Danielle: Mm-hmm. And I think it's one of those things that with fatness, like so many things, whether it's pain, whether it's nutrition, whether it's movement, whether it's anything, anytime there's a problem we've been told since we were little, like, it's your fault.
Yeah. Like it's your fault. Lose weight is the answer. So when that becomes the schema and the messaging, your internal, especially for someone like me who had an eating disorder, like my internal body cues, like I'm still trying to get them back. Like I'm still 10 years down the road in recovery being like, oh, unless I'm at a 10 of hunger or a 10 of thirsty or a 10 of tired, I don't know.
And like part of that is also like my trauma history and you know, a whole bunch of other shit that makes me. But, I think it's common for fat people. I think fat people have consistently denied accessibility, denied comfort, denied pleasure in whatever aspect you wanna define pleasure.

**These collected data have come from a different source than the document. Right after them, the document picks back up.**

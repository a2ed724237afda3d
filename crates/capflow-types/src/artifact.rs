//! Artifact types: typed slots on nodes and the data that flows through them.
//!
//! An `ExecutionArtifact` is owned by the `NodeExecution` that produced it.
//! Downstream consumers hold an `ArtifactRef`, never a copy.

use chrono::{DateTime, Utc};
use serde::{Deserialize, Serialize};
use uuid::Uuid;

// ---------------------------------------------------------------------------
// Slots
// ---------------------------------------------------------------------------

/// Typed connection point on a node.
#[derive(Debug, Clone, PartialEq, Serialize, Deserialize)]
pub struct ArtifactSlot {
    /// Slot ID, unique among a node's inputs (or outputs).
    pub slot_id: String,
    /// Display name.
    pub name: String,
    /// Data type carried by this slot.
    pub data_type: SlotDataType,
    /// Whether an input slot must be fed by an edge or a variable binding.
    #[serde(default)]
    pub required: bool,
    #[serde(default, skip_serializing_if = "Option::is_none")]
    pub description: Option<String>,
}

impl ArtifactSlot {
    pub fn new(slot_id: &str, name: &str, data_type: SlotDataType, required: bool) -> Self {
        Self {
            slot_id: slot_id.to_string(),
            name: name.to_string(),
            data_type,
            required,
            description: None,
        }
    }
}

/// Data type of a slot.
#[derive(Debug, Clone, Copy, PartialEq, Eq, Hash, Serialize, Deserialize)]
#[serde(rename_all = "snake_case")]
pub enum SlotDataType {
    Text,
    Json,
    Number,
    Boolean,
    Image,
    File,
    Binary,
    Any,
}

impl SlotDataType {
    /// Whether an input slot of this type can consume output of type `produced`.
    ///
    /// Exact matches and `any` on either side always connect. Beyond that a
    /// small set of widening conversions is declared compatible.
    pub fn accepts(self, produced: SlotDataType) -> bool {
        use SlotDataType::*;

        if self == produced || self == Any || produced == Any {
            return true;
        }
        matches!(
            (self, produced),
            (Text, Json | Number | Boolean)
                | (Json, Text | Number | Boolean)
                | (Binary, Image | File)
        )
    }

    pub fn as_str(self) -> &'static str {
        match self {
            Self::Text => "text",
            Self::Json => "json",
            Self::Number => "number",
            Self::Boolean => "boolean",
            Self::Image => "image",
            Self::File => "file",
            Self::Binary => "binary",
            Self::Any => "any",
        }
    }

    /// Default MIME type for content produced on a slot of this type.
    pub fn default_mime_type(self) -> &'static str {
        match self {
            Self::Text => "text/plain",
            Self::Json | Self::Number | Self::Boolean | Self::Any => "application/json",
            Self::Image => "image/png",
            Self::File | Self::Binary => "application/octet-stream",
        }
    }
}

impl std::fmt::Display for SlotDataType {
    fn fmt(&self, f: &mut std::fmt::Formatter<'_>) -> std::fmt::Result {
        f.write_str(self.as_str())
    }
}

// ---------------------------------------------------------------------------
// Stored artifacts
// ---------------------------------------------------------------------------

/// A unit of data produced by a node.
///
/// `size_bytes` and `mime_type` are always present regardless of where the
/// payload lives.
#[derive(Debug, Clone, PartialEq, Serialize, Deserialize)]
pub struct ExecutionArtifact {
    pub artifact_id: Uuid,
    pub name: String,
    /// Output slot that produced this artifact.
    pub slot_id: String,
    pub mime_type: String,
    pub size_bytes: u64,
    #[serde(flatten)]
    pub storage: ArtifactStorage,
    pub created_at: DateTime<Utc>,
}

impl ExecutionArtifact {
    pub fn is_inline(&self) -> bool {
        matches!(self.storage, ArtifactStorage::Inline { .. })
    }

    /// Inline payload, if this artifact is stored inline.
    pub fn inline_content(&self) -> Option<&serde_json::Value> {
        match &self.storage {
            ArtifactStorage::Inline { inline_content } => Some(inline_content),
            ArtifactStorage::External { .. } => None,
        }
    }
}

/// Where an artifact's payload lives. Exactly one representation is populated.
#[derive(Debug, Clone, PartialEq, Serialize, Deserialize)]
#[serde(tag = "storage", rename_all = "snake_case")]
pub enum ArtifactStorage {
    /// Small text or JSON payloads kept on the record itself.
    Inline { inline_content: serde_json::Value },
    /// Large or binary payloads kept in the blob store.
    External { cos_key: String, cos_url: String },
}

/// Reference from a consumer to an artifact produced upstream.
#[derive(Debug, Clone, PartialEq, Eq, Hash, Serialize, Deserialize)]
pub struct ArtifactRef {
    pub source_node_id: String,
    pub source_slot_id: String,
    pub artifact_id: Uuid,
}

/// Resolved artifact payload.
#[derive(Debug, Clone, PartialEq)]
pub enum ArtifactContent {
    Json(serde_json::Value),
    Bytes(Vec<u8>),
}

impl ArtifactContent {
    pub fn len(&self) -> usize {
        match self {
            Self::Json(serde_json::Value::String(s)) => s.len(),
            Self::Json(value) => value.to_string().len(),
            Self::Bytes(bytes) => bytes.len(),
        }
    }

    pub fn is_empty(&self) -> bool {
        self.len() == 0
    }

    /// Present the payload as JSON. Bytes become a UTF-8 string when valid,
    /// otherwise a placeholder describing the binary size.
    pub fn into_json(self) -> serde_json::Value {
        match self {
            Self::Json(value) => value,
            Self::Bytes(bytes) => match String::from_utf8(bytes) {
                Ok(text) => serde_json::from_str(&text).unwrap_or(serde_json::Value::String(text)),
                Err(e) => serde_json::json!({ "binary_bytes": e.into_bytes().len() }),
            },
        }
    }
}
//! Database pool with split reader/writer connections in WAL mode.
//!
//! SQLite allows only one writer at a time. `DatabasePool` pairs a
//! multi-connection reader pool with a single-connection writer pool. Both
//! use WAL journal mode and enforce foreign keys.

use std::path::Path;
use std::str::FromStr;

use sqlx::sqlite::{SqliteConnectOptions, SqliteJournalMode, SqlitePool, SqlitePoolOptions};

/// Split read/write pool for SQLite with WAL mode.
///
/// - `reader`: up to 8 read-only connections for SELECT queries.
/// - `writer`: one connection for INSERT/UPDATE/DELETE.
#[derive(Clone)]
pub struct DatabasePool {
    pub reader: SqlitePool,
    pub writer: SqlitePool,
}

impl DatabasePool {
    /// Open (creating if needed) the database and run pending migrations on
    /// the writer before the reader pool connects.
    pub async fn new(database_url: &str) -> Result<Self, sqlx::Error> {
        let base_opts = SqliteConnectOptions::from_str(database_url)?
            .journal_mode(SqliteJournalMode::Wal)
            .foreign_keys(true)
            .busy_timeout(std::time::Duration::from_secs(5))
            .create_if_missing(true);

        let read_opts = base_opts.clone().read_only(true);
        let write_opts = base_opts;

        let writer = SqlitePoolOptions::new()
            .max_connections(1)
            .connect_with(write_opts)
            .await?;

        sqlx::migrate!("../../migrations").run(&writer).await?;

        let reader = SqlitePoolOptions::new()
            .max_connections(8)
            .connect_with(read_opts)
            .await?;

        tracing::debug!(%database_url, "database pool ready");
        Ok(Self { reader, writer })
    }
}

/// `sqlite://{data_dir}/capflow.db`.
pub fn database_url(data_dir: &Path) -> String {
    format!("sqlite://{}/capflow.db", data_dir.display())
}

#[cfg(test)]
pub(crate) async fn test_pool() -> (DatabasePool, tempfile::TempDir) {
    let dir = tempfile::tempdir().unwrap();
    let url = format!("sqlite://{}?mode=rwc", dir.path().join("test.db").display());
    let pool = DatabasePool::new(&url).await.unwrap();
    (pool, dir)
}

#[cfg(test)]
mod tests {
    use super::*;

    #[tokio::test]
    async fn test_pool_creates_tables() {
        let (pool, _dir) = test_pool().await;

        let tables: Vec<(String,)> = sqlx::query_as(
            "SELECT name FROM sqlite_master WHERE type='table' AND name NOT LIKE 'sqlite_%' AND name != '_sqlx_migrations' ORDER BY name",
        )
        .fetch_all(&pool.reader)
        .await
        .unwrap();

        let table_names: Vec<&str> = tables.iter().map(|t| t.0.as_str()).collect();
        assert_eq!(
            table_names,
            vec!["execution_events", "executions", "share_links", "workflows"]
        );
    }

    #[tokio::test]
    async fn test_pool_wal_mode() {
        let (pool, _dir) = test_pool().await;

        let result: (String,) = sqlx::query_as("PRAGMA journal_mode")
            .fetch_one(&pool.writer)
            .await
            .unwrap();

        assert_eq!(result.0.to_lowercase(), "wal");
    }

    #[tokio::test]
    async fn test_reopen_is_idempotent() {
        let dir = tempfile::tempdir().unwrap();
        let url = format!("sqlite://{}?mode=rwc", dir.path().join("again.db").display());
        drop(DatabasePool::new(&url).await.unwrap());
        assert!(DatabasePool::new(&url).await.is_ok());
    }

    #[test]
    fn test_database_url() {
        let url = database_url(Path::new("/var/lib/capflow"));
        assert_eq!(url, "sqlite:///var/lib/capflow/capflow.db");
    }
}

And that includes food, you know, like we've deprived ourselves and when deprivation is your set point, when deprivation feels normal, deprivation feels like what you have to do to be a quote unquote good person.

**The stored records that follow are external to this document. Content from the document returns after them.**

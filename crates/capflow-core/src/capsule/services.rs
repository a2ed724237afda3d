//! External services reachable from capsule bodies.
//!
//! The trait is defined here and implemented in capflow-infra against real
//! HTTP endpoints and LLM providers. `SimulatedServices` answers every call
//! locally and is what `test_run` hands to a capsule, so a test run never
//! touches a real external system.

use std::collections::BTreeMap;
use std::future::Future;
use std::pin::Pin;
use std::time::Duration;

use serde_json::json;

/// Outbound HTTP request issued by a capsule.
#[derive(Debug, Clone, PartialEq)]
pub struct HttpRequestSpec {
    pub method: String,
    pub url: String,
    pub headers: BTreeMap<String, String>,
    pub body: Option<String>,
    pub timeout: Option<Duration>,
}

/// Response to an `HttpRequestSpec`.
#[derive(Debug, Clone, PartialEq)]
pub struct HttpResponseData {
    pub status: u16,
    pub headers: BTreeMap<String, String>,
    pub body: String,
}

impl HttpResponseData {
    pub fn is_success(&self) -> bool {
        (200..300).contains(&self.status)
    }
}

/// Single-turn completion request.
#[derive(Debug, Clone, PartialEq)]
pub struct LlmPrompt {
    pub system: Option<String>,
    pub prompt: String,
    /// Overrides the configured default model.
    pub model: Option<String>,
    pub temperature: Option<f32>,
    pub max_tokens: Option<u32>,
}

/// Failure reported by a service backend.
#[derive(Debug, thiserror::Error)]
pub enum ServiceError {
    #[error("request failed: {0}")]
    Request(String),

    #[error("service not configured: {0}")]
    NotConfigured(String),

    #[error("unexpected response: {0}")]
    InvalidResponse(String),
}

pub type ServiceFuture<'a, T> = Pin<Box<dyn Future<Output = Result<T, ServiceError>> + Send + 'a>>;

/// Backends a capsule may call while executing.
pub trait CapsuleServices: Send + Sync {
    fn http_request(&self, request: HttpRequestSpec) -> ServiceFuture<'_, HttpResponseData>;

    fn llm_complete(&self, prompt: LlmPrompt) -> ServiceFuture<'_, String>;
}

/// Local stand-in for every backend.
///
/// HTTP calls echo the request as a JSON body with status 200; completions
/// return a deterministic summary of the prompt.
#[derive(Debug, Clone, Copy, Default)]
pub struct SimulatedServices;

impl CapsuleServices for SimulatedServices {
    fn http_request(&self, request: HttpRequestSpec) -> ServiceFuture<'_, HttpResponseData> {
        Box::pin(async move {
            let body = json!({
                "simulated": true,
                "method": request.method,
                "url": request.url,
                "request_body": request.body,
            });
            Ok(HttpResponseData {
                status: 200,
                headers: BTreeMap::from([(
                    "content-type".to_string(),
                    "application/json".to_string(),
                )]),
                body: body.to_string(),
            })
        })
    }

    fn llm_complete(&self, prompt: LlmPrompt) -> ServiceFuture<'_, String> {
        Box::pin(async move {
            let preview: String = prompt.prompt.chars().take(80).collect();
            Ok(format!("[simulated completion] {preview}"))
        })
    }
}

#[cfg(test)]
mod tests {
    use super::*;

    #[tokio::test]
    async fn simulated_http_echoes_request() {
        let response = SimulatedServices
            .http_request(HttpRequestSpec {
                method: "POST".to_string(),
                url: "https://example.com/api".to_string(),
                headers: BTreeMap::new(),
                body: Some("{}".to_string()),
                timeout: None,
            })
            .await
            .unwrap();
        assert!(response.is_success());
        let body: serde_json::Value = serde_json::from_str(&response.body).unwrap();
        assert_eq!(body["simulated"], true);
        assert_eq!(body["url"], "https://example.com/api");
    }

    #[tokio::test]
    async fn simulated_completion_is_deterministic() {
        let prompt = LlmPrompt {
            system: None,
            prompt: "Summarize the quarterly numbers".to_string(),
            model: None,
            temperature: None,
            max_tokens: None,
        };
        let a = SimulatedServices.llm_complete(prompt.clone()).await.unwrap();
        let b = SimulatedServices.llm_complete(prompt).await.unwrap();
        assert_eq!(a, b);
        assert!(a.contains("quarterly"));
    }
}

Cuz there's this whole other conversation around morality that I think is interesting, like as we move away from. religion as a society, our, like, praising into wellness and diet culture as like absolution for being a good person. It's really fucking interesting to me. and super ableist. But um, yeah, like I think for me, like that has always been a really interesting question.
It's kind of one of those things that when you get to this intersection of this, and then you're someone who also has mental illness or has neurodivergence or has any type of, other marginalization or just is a human with, you know, complexity. it's what came first, like the chicken or the egg, right?

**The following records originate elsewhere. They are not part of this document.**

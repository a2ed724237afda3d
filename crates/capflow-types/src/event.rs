//! Progress events emitted while an execution runs.
//!
//! Every event carries the execution's `seq` at the time it was produced, so
//! a consumer that reconnects with its last-seen seq receives only newer
//! events.

use chrono::{DateTime, Utc};
use serde::{Deserialize, Serialize};
use uuid::Uuid;

use crate::execution::ExecutionStatus;

/// A sequenced progress event for one execution.
#[derive(Debug, Clone, PartialEq, Serialize, Deserialize)]
pub struct ExecutionEvent {
    pub execution_id: Uuid,
    pub seq: u64,
    pub at: DateTime<Utc>,
    #[serde(flatten)]
    pub kind: ExecutionEventKind,
}

/// What changed.
#[derive(Debug, Clone, PartialEq, Serialize, Deserialize)]
#[serde(tag = "type", rename_all = "snake_case")]
pub enum ExecutionEventKind {
    ExecutionQueued,
    ExecutionStarted,
    NodeStarted {
        node_id: String,
        attempt: u32,
    },
    NodeRetrying {
        node_id: String,
        attempt: u32,
        delay_ms: u64,
        error: String,
    },
    NodeCompleted {
        node_id: String,
        attempt_count: u32,
        duration_ms: u64,
    },
    NodeFailed {
        node_id: String,
        error: String,
    },
    NodeSkipped {
        node_id: String,
        reason: String,
    },
    ArtifactProduced {
        node_id: String,
        slot_id: String,
        artifact_id: Uuid,
    },
    ExecutionFinished {
        status: ExecutionStatus,
        #[serde(default, skip_serializing_if = "Option::is_none")]
        error_message: Option<String>,
    },
}

impl ExecutionEventKind {
    /// Node the event is about, if any.
    pub fn node_id(&self) -> Option<&str> {
        match self {
            Self::NodeStarted { node_id, .. }
            | Self::NodeRetrying { node_id, .. }
            | Self::NodeCompleted { node_id, .. }
            | Self::NodeFailed { node_id, .. }
            | Self::NodeSkipped { node_id, .. }
            | Self::ArtifactProduced { node_id, .. } => Some(node_id),
            Self::ExecutionQueued | Self::ExecutionStarted | Self::ExecutionFinished { .. } => {
                None
            }
        }
    }
}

But, with fat bodies, it's always Well, yeah, if you lost weight, like everything would be better. Um,
Danielle: And it's just so fucking true.
Keely: No, it's not true. But you're right, that is the message. It's like, oh, all you have to do is lose weight. All you have to do is be in this certain number, whether it's a size or this certain number of pounds. And that, I think that is the messaging that I wanna make really clear, and I'm trying to think of how to say it concisely. Maybe it'll just have to be a quote outside of this, but the idea that a person's size and a person's body doesn't determine how much pleasure they're able to receive or that they're able to experience, and we connect that and we say, oh, people of a certain size.
Live life better or they get to have better sex. We're talking about sex.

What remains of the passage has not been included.